Scientific theories about the origins of life can be traced back to Darwin’s speculation of “some warm little pond, with all sorts of ammonia and phosphoric salts, light, heat, electricity… that a protein compound was chemically formed, ready to undergo still more complex changes.” It was not until Alexander Oparin’s Vozniknovenie zhizni na zemle, originally published in 1936, and translated into English as The Origin of Life in 1938, that origins of life research was put on a truly scientific footing. It is from Oparin that we get the idea that life initially appeared in Earth’s oceans, an Oparin ocean.

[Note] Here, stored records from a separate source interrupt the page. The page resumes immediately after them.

//! # crudhook
//!
//! REST CRUD endpoints generated from declarative resource schemas, with an ordered,
//! short-circuiting hook chain around every lifecycle step.
//!
//! A resource is described by a [`schema::SchemaModel`]: a name, a collection URI,
//! a resource URI template and typed properties. For each resource a
//! [`controller::ResourceController`] exposes list, view, create, replace, update
//! and delete, and [`wire`] maps HTTP verbs onto them:
//!
//! | Request | Operation | Lifecycle events |
//! |---------|-----------|------------------|
//! | `GET /widgets` | list | `list` |
//! | `POST /widgets` | create | `validate`, `create` |
//! | `GET /widgets/{id}` | view | `view` |
//! | `PUT /widgets/{id}` | replace | `validate`, `update` |
//! | `PATCH /widgets/{id}` | update | `validate`, `update` |
//! | `DELETE /widgets/{id}` | delete | `delete` |
//!
//! Application code attaches listeners to those events. Listeners run one at a time
//! in registration order; each returns an [`events::Outcome`] that either continues
//! the chain or ends the request with its own status and body.
//!
//! ## Modules
//!
//! - **[`schema`]** - property kinds, schema models, YAML schema loading
//! - **[`coerce`]** - typed lookup keys from raw path parameters
//! - **[`events`]** - listener registry and dispatch protocol
//! - **[`controller`]** - CRUD operations wrapped in lifecycle triggers
//! - **[`wire`]** - verb and URI to operation mapping
//! - **[`router`]** - radix-tree path matching
//! - **[`store`]** - persistence trait and in-memory backend
//! - **[`server`]** - `may_minihttp` service
//! - **[`app`]** - resource registry and assembly from a service root
//! - **[`config`]**, **[`logging`]**, **[`cli`]** - service plumbing
//!
//! ## Example
//!
//! ```rust,no_run
//! use crudhook::app::App;
//! use crudhook::events::{LifecycleEvent, Outcome};
//! use serde_json::json;
//! use std::path::Path;
//!
//! # fn main() -> anyhow::Result<()> {
//! let mut app = App::from_root(Path::new("demos"))?;
//! if let Some(widgets) = app.collection_mut("widgets") {
//!     widgets.add_listener(LifecycleEvent::Validate, |args| {
//!         if args.value.get("name").and_then(|v| v.as_str()).is_some() {
//!             Outcome::Continue
//!         } else {
//!             Outcome::respond(400, json!({ "error": "invalid", "message": "name is required" }))
//!         }
//!     });
//! }
//! crudhook::cli::serve(app, "127.0.0.1:8080")?;
//! # Ok(())
//! # }
//! ```

pub mod app;
pub mod cli;
pub mod coerce;
pub mod config;
pub mod context;
pub mod controller;
pub mod error;
pub mod events;
pub mod ids;
pub mod logging;
pub mod router;
pub mod schema;
pub mod server;
pub mod store;
pub mod wire;

pub use app::App;
pub use context::{HandlerResponse, RequestContext, ResponseSink};
pub use error::{ErrorBody, ResourceError};
pub use events::{EventArgs, EventDispatcher, LifecycleEvent, Outcome};
pub use server::{AppService, HttpServer, ServerHandle};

Another important milestone in origins of life research was the Miller-Urey experiments in 1952, which successfully synthesized simple organic molecules from chemicals believed to be present in the primordial atmosphere of Earth. Today origins of life researchers investigate seafloor hydrothermal vents (“black smokers”) and hot springs as possible environments for the origins of life. Even nuclear geysers have been proposed as a possible environment for the emergence of life.

Part of the difficulty in origins of life research is that the evidence for the origins of life on Earth has all been erased by subsequent geological and biological processes, and one way to address this lack of evidence is to look for origins of life on other worlds where the process is not billions of years in the past. Thus origins of life research is deeply integrated with astrobiological problems. The problem of the origins of life on Earth requires that we think of Earth as a planet among planets in the universe, and we think of other planets as being possible analogues of Earth.  

Origins of life research also overlaps with the study of extremophiles, as the three domain system, which distinguishes archaea, bacteria, and eukarya as the fundamental divisions in terrestrial life, finds mostly extremophiles—and, specifically, mostly methanogens—at the root of the tree of  life.